でも、幹孝さんの話しやすい雰囲気に甘えて、結構ずけずけ聞いてしまったから、これからは気をつけよう。
「そんなことより、もっと知世ちゃんの話が聞きたいな。せっかく二人きりになれたんだし」
先程までの雰囲気から一転して、幹孝さんはどこか熱のこもった視線で私を見つめると、さりげなく距離を詰めてきた。
「えっ、あの……?」
思わず後ずさるも、狭いテントの中だ、私は簡単に壁際まで追い込まれてしまった。幹孝さんはテントの壁に手をつき、私の顔を覗きこんできた。
「俺、もっと君と仲良くなりたいんだ」
幹孝さんは私の髪を一房取ると、そのままキスをしてみせた。まるでドラマの一場面のような展開に、私は完全にパニック状態に――ん、一場面?
――あっ、そうか。これって。
異世界からやってきた主人公に興味を持ったセイン様が、主人公を口説くシーンの再現だ。

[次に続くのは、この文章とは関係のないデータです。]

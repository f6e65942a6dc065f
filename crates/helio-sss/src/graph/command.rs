//! Recorded command lists
//!
//! A command list is an ordered recording of blits and bindings that the
//! host executes at one insertion point. Nothing here touches the GPU; the
//! list is data until the host runs it.

use super::resource::{TargetId, TextureSource};
use crate::program::{ProgramKind, ProgramSet};
use crate::resources::TargetDesc;
use crate::{Error, Result};
use std::collections::HashSet;

/// Program + sub-pass used by a blit
#[derive(Debug, Copy, Clone, Hash, Eq, PartialEq)]
pub struct ProgramPass {
    pub program: ProgramKind,
    pub pass: u32,
}

#[derive(Debug, Clone, PartialEq)]
pub enum Command {
    /// Allocate a scratch target for the rest of this execution
    GetTemporary {
        id: TargetId,
        name: String,
        desc: TargetDesc,
    },
    /// Full-screen pass from `src` into `dst`; `None` is a plain copy
    Blit {
        src: TextureSource,
        dst: TextureSource,
        program: Option<ProgramPass>,
    },
    /// Publish a texture under a global parameter name
    SetGlobalTexture { name: String, source: TextureSource },
    ReleaseTemporary { id: TargetId },
}

/// A named, ordered command recording
#[derive(Debug, Clone, PartialEq)]
pub struct CommandList {
    name: String,
    commands: Vec<Command>,
    /// Temporaries allocated by an earlier list and consumed here
    imports: Vec<TargetId>,
}

impl CommandList {
    pub fn new(name: impl Into<String>) -> Self {
        Self {
            name: name.into(),
            commands: Vec::new(),
            imports: Vec::new(),
        }
    }

    pub fn name(&self) -> &str {
        &self.name
    }

    pub fn commands(&self) -> &[Command] {
        &self.commands
    }

    pub fn imports(&self) -> &[TargetId] {
        &self.imports
    }

    /// Declare a temporary that an earlier list leaves alive for this one
    pub fn import_temporary(&mut self, id: TargetId) -> &mut Self {
        self.imports.push(id);
        self
    }

    pub fn get_temporary(&mut self, name: &str, desc: TargetDesc) -> TargetId {
        let id = TargetId::named(name);
        self.commands.push(Command::GetTemporary {
            id,
            name: name.to_string(),
            desc,
        });
        id
    }

    pub fn blit(&mut self, src: impl Into<TextureSource>, dst: impl Into<TextureSource>) -> &mut Self {
        self.commands.push(Command::Blit {
            src: src.into(),
            dst: dst.into(),
            program: None,
        });
        self
    }

    pub fn blit_with(
        &mut self,
        src: impl Into<TextureSource>,
        dst: impl Into<TextureSource>,
        program: ProgramKind,
        pass: u32,
    ) -> &mut Self {
        self.commands.push(Command::Blit {
            src: src.into(),
            dst: dst.into(),
            program: Some(ProgramPass { program, pass }),
        });
        self
    }

    pub fn set_global_texture(&mut self, name: &str, source: impl Into<TextureSource>) -> &mut Self {
        self.commands.push(Command::SetGlobalTexture {
            name: name.to_string(),
            source: source.into(),
        });
        self
    }

    pub fn release_temporary(&mut self, id: TargetId) -> &mut Self {
        self.commands.push(Command::ReleaseTemporary { id });
        self
    }

    /// Every blit, program or plain
    pub fn blit_count(&self) -> usize {
        self.commands
            .iter()
            .filter(|c| matches!(c, Command::Blit { .. }))
            .count()
    }

    /// Blits running `program` sub-pass `pass`
    pub fn pass_count(&self, program: ProgramKind, pass: u32) -> usize {
        let wanted = Some(ProgramPass { program, pass });
        self.commands
            .iter()
            .filter(|c| matches!(c, Command::Blit { program, .. } if *program == wanted))
            .count()
    }

    /// Temporaries this list allocates and leaves alive for a later list
    pub fn exported_temporaries(&self) -> Vec<TargetId> {
        let mut live = Vec::new();
        for command in &self.commands {
            match command {
                Command::GetTemporary { id, .. } => live.push(*id),
                Command::ReleaseTemporary { id } => live.retain(|t| t != id),
                _ => {}
            }
        }
        live
    }

    /// Check the recording against the resource rules
    ///
    /// - temporaries are used only between their allocation and release
    ///   (or, for imports, before their release)
    /// - a blit never reads and writes the same target
    /// - program sub-pass indices exist
    pub fn validate(&self, programs: &ProgramSet) -> Result<()> {
        let mut live: HashSet<TargetId> = self.imports.iter().copied().collect();
        let err = |msg: String| -> Result<()> { Err(Error::Graph(format!("{}: {}", self.name, msg))) };

        for (i, command) in self.commands.iter().enumerate() {
            match command {
                Command::GetTemporary { id, name, .. } => {
                    if !live.insert(*id) {
                        return err(format!("command {i}: '{name}' allocated twice"));
                    }
                }
                Command::Blit { src, dst, program } => {
                    if src == dst {
                        return err(format!("command {i}: blit reads and writes {src:?}"));
                    }
                    for target in [src, dst].into_iter().filter_map(TextureSource::temporary) {
                        if !live.contains(&target) {
                            return err(format!("command {i}: {target:?} used while not allocated"));
                        }
                    }
                    if let Some(pp) = program {
                        let resolved = programs.get(pp.program);
                        if pp.pass >= resolved.pass_count {
                            return err(format!(
                                "command {i}: {} has no pass {}",
                                resolved.name, pp.pass
                            ));
                        }
                    }
                }
                Command::SetGlobalTexture { source, .. } => {
                    if let Some(target) = source.temporary() {
                        if !live.contains(&target) {
                            return err(format!("command {i}: publishing released {target:?}"));
                        }
                    }
                }
                Command::ReleaseTemporary { id } => {
                    if !live.remove(id) {
                        return err(format!("command {i}: release of {id:?} which is not live"));
                    }
                }
            }
        }
        Ok(())
    }
}

#[cfg(test)]
mod tests {
    use super::*;
    use crate::graph::resource::BuiltinTarget;
    use crate::program::ProgramLibrary;

    fn programs() -> ProgramSet {
        ProgramSet::resolve(&ProgramLibrary::with_effect_programs()).unwrap()
    }

    fn scratch() -> TargetDesc {
        TargetDesc::temporary(wgpu::TextureFormat::Rgba16Float)
    }

    #[test]
    fn aliasing_blit_is_rejected() {
        let mut list = CommandList::new("alias");
        let flip = list.get_temporary("flip", scratch());
        list.blit_with(flip, flip, ProgramKind::Main, 1);
        assert!(matches!(list.validate(&programs()), Err(Error::Graph(_))));
    }

    #[test]
    fn use_after_release_is_rejected() {
        let mut list = CommandList::new("late");
        let flip = list.get_temporary("flip", scratch());
        list.release_temporary(flip);
        list.blit(flip, BuiltinTarget::CameraTarget);
        assert!(list.validate(&programs()).is_err());
    }

    #[test]
    fn unknown_sub_pass_is_rejected() {
        let mut list = CommandList::new("bad-pass");
        let flip = list.get_temporary("flip", scratch());
        list.blit_with(BuiltinTarget::CurrentActive, flip, ProgramKind::PrePass, 3);
        assert!(list.validate(&programs()).is_err());
    }

    #[test]
    fn imports_may_be_released_by_the_consumer() {
        let shared = TargetId::named("shared");
        let mut list = CommandList::new("consumer");
        list.import_temporary(shared);
        list.blit(shared, BuiltinTarget::CameraTarget);
        list.release_temporary(shared);
        assert!(list.validate(&programs()).is_ok());
        assert!(list.exported_temporaries().is_empty());
    }

    #[test]
    fn counts() {
        let mut list = CommandList::new("count");
        let flip = list.get_temporary("flip", scratch());
        let flop = list.get_temporary("flop", scratch());
        list.blit_with(flip, flop, ProgramKind::Main, 1)
            .blit_with(flop, flip, ProgramKind::Main, 2)
            .blit_with(flip, flop, ProgramKind::Main, 1)
            .blit(flop, BuiltinTarget::CameraTarget)
            .release_temporary(flip);

        assert_eq!(list.blit_count(), 4);
        assert_eq!(list.pass_count(ProgramKind::Main, 1), 2);
        assert_eq!(list.pass_count(ProgramKind::Main, 2), 1);
        assert_eq!(list.exported_temporaries(), vec![flop]);
    }
}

「これ、セイン様が初めて主人公と会った時のやりとりですよね!」
「えっ? あ、そうだったかな?」
しらばっくれるなんて、幹孝さんも人が悪い。
担当ではないのにファンサをしてもらうのは申し訳ないけれど、あの名場面を実演してもらえるなんて!
「んー、予定とは違うけど、まぁ喜んでもらえたなら良いか」
幹孝さんは拍子抜けした様子で何か呟いていたが、再びオタクスイッチが入った私の耳には届かなかった。
「あの、私聞きたいことがあったんですけど、舞台の追加シーンって……」
最後まで言い終える前にテントの入口が開き、出て行った時が嘘のように気落ちした様子でスーツの人が入ってきた。
「……ただいま戻った」
「どうした、暗い顔して」
「いや、それが……」
スーツの人は私と視線が合うと、明らさまに視線を逸らしてしまった。勘ぐるまでもなく、何かありますと言わんばかりの態度だ。
「おい。何かあったんなら、もったいぶらずに話せよ」
スーツの人はまだ決めかねているようだったが、口を引き結び、覚悟を決めた様子で口を開いた。
「生まれ変わらせるという話なんだが、少し難航しそうなんだ」
私が口を開くより先に、幹孝さんが「何でだよ?」と声を上げた。